En 2015, les ventes repartent, mais la trésorerie fond… Une troisième levée devient nécessaire. Une partie des 3 millions d'euros récoltés part dans l’optimisation d’Oz. Le reste est investi dans la poursuite du développement des trois autres robots : Dino , Bob et Ted . Ce dernier, à vocation viticole, est le fruit d’un partenariat avec le LAAS-CNRS et l’Institut français de la vigne et du vin (IFV). Les trois partenaires enchaînent sur le projet " RoViPo " (robot viticole polyvalent) qui, au-delà du désherbage, surveillera les cultures et leur appliquera des traitements de manière sélective. L’équipe du LAAS-CNRS travaillera aussi avec Naïo sur le projet "DESHERB’EUR" pour la conception et le développement de capacités avancées de navigation dans les petites et grandes exploitations.

En novembre 2016, la start-up a organisé le premier Forum international de la robotique agricole (FIRA), qui a attiré 200 visiteurs professionnels. « Un marché énorme est en train de voir le jour. Nous en sommes aux balbutiements et Naïo a décidé d’être à la base de la structuration de cette filière émergente ! » conclut Gaëtan Séverac, qui a deux conseils à donner aux étudiants désireux de se lancer dans l’aventure entrepreunariale : « Foncez ! Créer sa boîte à la sortie de ses études, c’est tout à fait possible. Mais mettez le client final dans la boucle dès le début, créez votre produit en collaboration. » À bon entendeur…  

Chiffres-clés

  • 20 salariés
  • 28 ans de moyenne d’âge
  • 5 modèles de robots
  • 70 robots en service en France et à l’étranger
  • 305 k€ de chiffre d’affaires en 2015

Un exemple d'application : le Campus innovant

Interview de Nathalie Del Vecchio, maître de conférences en gestion à l’Université Toulouse III – Paul Sabatier

Vous coordonnez le projet de jardins agroécologiques lancé le 29 novembre dernier dans le cadre du Campus innovant de l’Université Toulouse III - Paul Sabatier. De quoi s’agit-il ? 

Il s’agit de promouvoir et de pratiquer l’agroécologie sur le campus, pour tous les personnels, les étudiants et les habitants du quartier. Nous installons des potagers fleuris, un vignoble expérimental, des vergers et des ruches connectées. Ces jardins sont en effet des espaces d’expérimentation et de partage de savoirs.

Quel rôle a joué Naïo dans le projet ?

Nous avons contacté Naïo qui nous a proposé de nous offrir des plants de vignes sur lesquels ils vont tester leur robot enjambeur viticole Ted.
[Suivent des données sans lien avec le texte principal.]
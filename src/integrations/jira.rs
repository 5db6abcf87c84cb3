//! Jira Cloud REST client
//!
//! Thin typed wrapper over `/rest/api/3` and `/rest/agile/1.0`. Every method is
//! a single HTTP call (except [`JiraClient::sprints`] without a board, which
//! looks up the first board). Multi-step actions live in `workflow::jira`.

use super::atlassian_auth;
use crate::client::{Call, ServiceClient, Transport, EXPECT_NO_CONTENT, EXPECT_OK};
use crate::config::{Credentials, Service};
use crate::output::{prefix, truncate, Record};
use crate::resolve::{Directory, DirectoryEntry, IdentifierKind};
use crate::{Result, ToolsError};
use async_trait::async_trait;
use chrono::NaiveDate;
use serde::{Deserialize, Serialize};
use serde_json::{json, Value};
use std::sync::Arc;
use tracing::{debug, info};

/// Configuration key overriding the start-date custom field
pub const START_DATE_FIELD_KEY: &str = "JIRA_START_DATE_FIELD";
pub const DEFAULT_START_DATE_FIELD: &str = "customfield_10015";

/// Fields requested by `search` unless overridden
pub const DEFAULT_SEARCH_FIELDS: &str = "key,summary,status,assignee";

const USER_SEARCH_LIMIT: u32 = 10;
const COMMENT_PREVIEW_CHARS: usize = 200;
const TABLE_SUMMARY_CHARS: usize = 50;

// ---------------------------------------------------------------------------
// Wire types
// ---------------------------------------------------------------------------

#[derive(Debug, Clone, Default, Deserialize)]
#[serde(default)]
pub struct JiraIssue {
    pub id: String,
    pub key: String,
    pub fields: JiraFields,
}

#[derive(Debug, Clone, Default, Deserialize)]
#[serde(default)]
pub struct JiraFields {
    pub summary: String,
    pub description: Option<Value>,
    #[serde(rename = "issuetype")]
    pub issue_type: Option<Named>,
    pub status: Option<Named>,
    pub priority: Option<Named>,
    pub labels: Vec<String>,
    pub assignee: Option<JiraUser>,
    pub created: String,
    pub updated: String,
}

/// Any `{id, name}` object (status, priority, issue type)
#[derive(Debug, Clone, Default, Serialize, Deserialize)]
#[serde(default)]
pub struct Named {
    pub id: String,
    pub name: String,
}

#[derive(Debug, Clone, Default, Deserialize)]
#[serde(default, rename_all = "camelCase")]
pub struct JiraUser {
    pub account_id: String,
    pub display_name: String,
    pub email_address: String,
    pub active: bool,
}

#[derive(Debug, Clone, Default, Deserialize)]
#[serde(default)]
struct SearchResponse {
    issues: Vec<JiraIssue>,
}

#[derive(Debug, Clone, Default, Deserialize)]
#[serde(default)]
struct TransitionsResponse {
    transitions: Vec<Transition>,
}

#[derive(Debug, Clone, Default, Deserialize)]
#[serde(default)]
struct CommentsResponse {
    comments: Vec<JiraComment>,
}

#[derive(Debug, Clone, Default, Deserialize)]
#[serde(default)]
struct JiraComment {
    id: String,
    author: JiraUser,
    body: Value,
    created: String,
}

#[derive(Debug, Clone, Default, Deserialize)]
#[serde(default, rename_all = "camelCase")]
struct LinkTypesResponse {
    issue_link_types: Vec<LinkType>,
}

#[derive(Debug, Clone, Deserialize)]
struct Page<T> {
    #[serde(default)]
    values: Vec<T>,
}

/// Response of issue creation
#[derive(Debug, Clone, Default, Deserialize)]
#[serde(default)]
pub struct CreatedIssue {
    pub id: String,
    pub key: String,
}

/// Fields of a new issue
#[derive(Debug, Clone, Default)]
pub struct NewIssue {
    pub project: String,
    pub issue_type: String,
    pub summary: String,
    pub description: Option<String>,
    pub labels: Vec<String>,
    pub assignee_id: Option<String>,
}

impl NewIssue {
    fn payload(&self) -> Value {
        let mut fields = json!({
            "project": {"key": self.project},
            "issuetype": {"name": self.issue_type},
            "summary": self.summary,
        });

        if let Some(description) = self.description.as_deref().filter(|d| !d.is_empty()) {
            fields["description"] = adf_document(description);
        }
        if !self.labels.is_empty() {
            fields["labels"] = json!(self.labels);
        }
        if let Some(ref account_id) = self.assignee_id {
            fields["assignee"] = json!({"accountId": account_id});
        }

        json!({ "fields": fields })
    }
}

// ---------------------------------------------------------------------------
// Output records
// ---------------------------------------------------------------------------

#[derive(Debug, Clone, Serialize)]
pub struct IssueRecord {
    pub key: String,
    pub summary: String,
    pub status: String,
    pub assignee: String,
}

impl From<JiraIssue> for IssueRecord {
    fn from(issue: JiraIssue) -> Self {
        let fields = issue.fields;
        Self {
            key: issue.key,
            summary: fields.summary,
            status: fields.status.map(|s| s.name).unwrap_or_default(),
            assignee: fields.assignee.map(|a| a.display_name).unwrap_or_default(),
        }
    }
}

impl Record for IssueRecord {
    fn key(&self) -> String {
        self.key.clone()
    }

    fn summary_line(&self) -> String {
        let mut line = format!("{}: {} [{}]", self.key, self.summary, self.status);
        if !self.assignee.is_empty() {
            line.push_str(&format!(" @{}", self.assignee));
        }
        line
    }

    fn table_header() -> Option<&'static str> {
        Some("KEY\tSTATUS\tASSIGNEE\tSUMMARY")
    }

    fn table_row(&self) -> String {
        let assignee = if self.assignee.is_empty() {
            "-"
        } else {
            self.assignee.as_str()
        };
        format!(
            "{}\t{}\t{}\t{}",
            self.key,
            self.status,
            assignee,
            prefix(&self.summary, TABLE_SUMMARY_CHARS)
        )
    }
}

/// Single issue with its descriptive fields
#[derive(Debug, Clone, Serialize)]
pub struct IssueDetail {
    pub key: String,
    pub summary: String,
    pub status: String,
    pub assignee: String,
    pub description: String,
    pub priority: String,
    #[serde(rename = "type")]
    pub issue_type: String,
    pub labels: Vec<String>,
    pub created: String,
    pub updated: String,
}

impl From<JiraIssue> for IssueDetail {
    fn from(issue: JiraIssue) -> Self {
        let fields = issue.fields;
        Self {
            key: issue.key,
            summary: fields.summary,
            status: fields.status.map(|s| s.name).unwrap_or_default(),
            assignee: fields.assignee.map(|a| a.display_name).unwrap_or_default(),
            description: fields
                .description
                .as_ref()
                .map(adf_to_text)
                .unwrap_or_default(),
            priority: fields.priority.map(|p| p.name).unwrap_or_default(),
            issue_type: fields.issue_type.map(|t| t.name).unwrap_or_default(),
            labels: fields.labels,
            created: fields.created,
            updated: fields.updated,
        }
    }
}

impl Record for IssueDetail {
    fn key(&self) -> String {
        self.key.clone()
    }

    fn summary_line(&self) -> String {
        format!("{}: {} [{}]", self.key, self.summary, self.status)
    }
}

#[derive(Debug, Clone, Serialize)]
#[serde(rename_all = "camelCase")]
pub struct UserRecord {
    pub account_id: String,
    pub display_name: String,
    pub email: String,
    pub active: bool,
}

impl From<JiraUser> for UserRecord {
    fn from(user: JiraUser) -> Self {
        Self {
            account_id: user.account_id,
            display_name: user.display_name,
            email: user.email_address,
            active: user.active,
        }
    }
}

impl Record for UserRecord {
    fn key(&self) -> String {
        self.account_id.clone()
    }

    fn summary_line(&self) -> String {
        let status = if self.active { "active" } else { "inactive" };
        format!(
            "{} ({}) [{}] - {}",
            self.display_name, self.email, status, self.account_id
        )
    }
}

#[derive(Debug, Clone, Default, Serialize, Deserialize)]
#[serde(default)]
pub struct ProjectRecord {
    pub key: String,
    pub name: String,
    pub id: String,
}

impl Record for ProjectRecord {
    fn key(&self) -> String {
        self.key.clone()
    }

    fn summary_line(&self) -> String {
        format!("{}: {}", self.key, self.name)
    }
}

#[derive(Debug, Clone, Default, Serialize, Deserialize)]
#[serde(default)]
pub struct Transition {
    pub id: String,
    pub name: String,
}

impl Record for Transition {
    fn key(&self) -> String {
        self.id.clone()
    }

    fn summary_line(&self) -> String {
        format!("{}: {}", self.id, self.name)
    }
}

#[derive(Debug, Clone, Serialize)]
pub struct CommentRecord {
    pub id: String,
    pub author: String,
    pub created: String,
    pub body: String,
}

impl From<JiraComment> for CommentRecord {
    fn from(comment: JiraComment) -> Self {
        Self {
            id: comment.id,
            author: comment.author.display_name,
            created: comment.created,
            body: truncate(&adf_to_text(&comment.body), COMMENT_PREVIEW_CHARS),
        }
    }
}

impl Record for CommentRecord {
    fn key(&self) -> String {
        self.id.clone()
    }

    fn summary_line(&self) -> String {
        format!(
            "[{}] {}: {}",
            prefix(&self.created, 10),
            self.author,
            self.body
        )
    }
}

#[derive(Debug, Clone, Default, Serialize, Deserialize)]
#[serde(default)]
pub struct LinkType {
    pub name: String,
    pub inward: String,
    pub outward: String,
}

impl Record for LinkType {
    fn key(&self) -> String {
        self.name.clone()
    }

    fn summary_line(&self) -> String {
        format!("{}: {} / {}", self.name, self.outward, self.inward)
    }
}

#[derive(Debug, Clone, Default, Serialize, Deserialize)]
#[serde(default)]
pub struct Board {
    pub id: u64,
    pub name: String,
    #[serde(rename = "type")]
    pub board_type: String,
}

impl Record for Board {
    fn key(&self) -> String {
        self.id.to_string()
    }

    fn summary_line(&self) -> String {
        format!("{}: {} ({})", self.id, self.name, self.board_type)
    }
}
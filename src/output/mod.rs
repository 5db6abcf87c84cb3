//! Output formatting
//!
//! Renders result sets in a handful of compact textual shapes. Every record
//! type knows its identifying field and its one-line summary; table and
//! markdown renderings are optional and fall back to the summary.

use crate::Result;
use clap::builder::{PossibleValuesParser, TypedValueParser};
use clap::ValueEnum;
use serde::Serialize;

/// Rendered for an empty result set, in every mode
pub const NO_RESULTS: &str = "No results found";

/// Rendering mode selected with `--format`
#[derive(Debug, Clone, Copy, Default, PartialEq, Eq, ValueEnum)]
pub enum Format {
    /// One dense line per record
    #[default]
    Summary,
    /// Pretty-printed JSON
    Full,
    /// Identifying field only, one per line
    Ids,
    /// Same as `ids`, named for issue keys
    Keys,
    /// Tab-separated header and rows
    Table,
    /// Page body as plain text
    Markdown,
}

/// Modes for plain result lists
pub const LIST_FORMATS: &[Format] = &[Format::Summary, Format::Full, Format::Ids];
/// Modes for issue search results
pub const ISSUE_FORMATS: &[Format] = &[Format::Summary, Format::Full, Format::Table, Format::Keys];
/// Modes for a single record
pub const SINGLE_FORMATS: &[Format] = &[Format::Summary, Format::Full];
/// Modes for a single page with a body
pub const PAGE_FORMATS: &[Format] = &[Format::Summary, Format::Full, Format::Markdown];

/// `--format` parser that only accepts the modes in `allowed`
pub fn format_parser(allowed: &'static [Format]) -> impl TypedValueParser<Value = Format> {
    PossibleValuesParser::new(allowed.iter().filter_map(|format| format.to_possible_value()))
        .map(|name| <Format as ValueEnum>::from_str(&name, true).unwrap_or_default())
}

/// A renderable result record
pub trait Record: Serialize {
    /// Value printed in `ids`/`keys` mode
    fn key(&self) -> String;

    fn summary_line(&self) -> String;

    /// Column header for `table` mode; `None` falls back to summary
    fn table_header() -> Option<&'static str> {
        None
    }

    fn table_row(&self) -> String {
        self.summary_line()
    }

    /// Body for `markdown` mode; `None` falls back to summary
    fn markdown(&self) -> Option<String> {
        None
    }
}

/// Render a list of records
pub fn format_list<R: Record>(records: &[R], format: Format) -> Result<String> {
    if records.is_empty() {
        return Ok(NO_RESULTS.to_string());
    }

    let rendered = match format {
        Format::Full => serde_json::to_string_pretty(records)?,
        Format::Ids | Format::Keys => join_lines(records.iter().map(Record::key)),
        Format::Table => match R::table_header() {
            Some(header) => join_lines(
                std::iter::once(header.to_string()).chain(records.iter().map(Record::table_row)),
            ),
            None => summary(records),
        },
        Format::Markdown => join_lines(
            records
                .iter()
                .map(|record| record.markdown().unwrap_or_else(|| record.summary_line())),
        ),
        Format::Summary => summary(records),
    };

    Ok(rendered)
}

/// Render a single record (`full` prints the object, not a one-element list)
pub fn format_one<R: Record>(record: &R, format: Format) -> Result<String> {
    match format {
        Format::Full => Ok(serde_json::to_string_pretty(record)?),
        _ => format_list(std::slice::from_ref(record), format),
    }
}

/// Cut `text` to `max` characters, appending `...` when something was removed
pub fn truncate(text: &str, max: usize) -> String {
    if text.chars().count() <= max {
        return text.to_string();
    }
    let mut cut: String = text.chars().take(max).collect();
    cut.push_str("...");
    cut
}

/// First `max` characters without a marker (table cells, date prefixes)
pub fn prefix(text: &str, max: usize) -> String {
    text.chars().take(max).collect()
}

fn summary<R: Record>(records: &[R]) -> String {
    join_lines(records.iter().map(Record::summary_line))
}

fn join_lines(lines: impl Iterator<Item = String>) -> String {
    lines.collect::<Vec<_>>().join("\n")
}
Il réalisera le désherbage mécanique des adventices sous le rang. Nous travaillons avec eux sur le cahier des charges et les aspects techniques des plantations.

Qu’apporte la présence de Naïo sur le campus ?

Cette présence s’inscrit dans l’esprit du Catalyseur, destiné à promouvoir l’entrepreneuriat étudiant et l’innovation ouverte. En particulier, les étudiants du master Robotique pourront observer la réalité du travail de R&D. Nous espérons que cela créera des vocations !

 

IMERIR : Institut méditerranéen d’étude et de recherche en informatique et robotique.

TED : La phase de conception de Ted a bénéficié en 2014 de l’appel à projets de recherche EasyNov de la Région Midi-Pyrénées.

DESHERB’EUR : Projet financé sur 42 mois dans le cadre de l’appel à Projets structurants des filières agricoles et agroalimentaires (PS2A).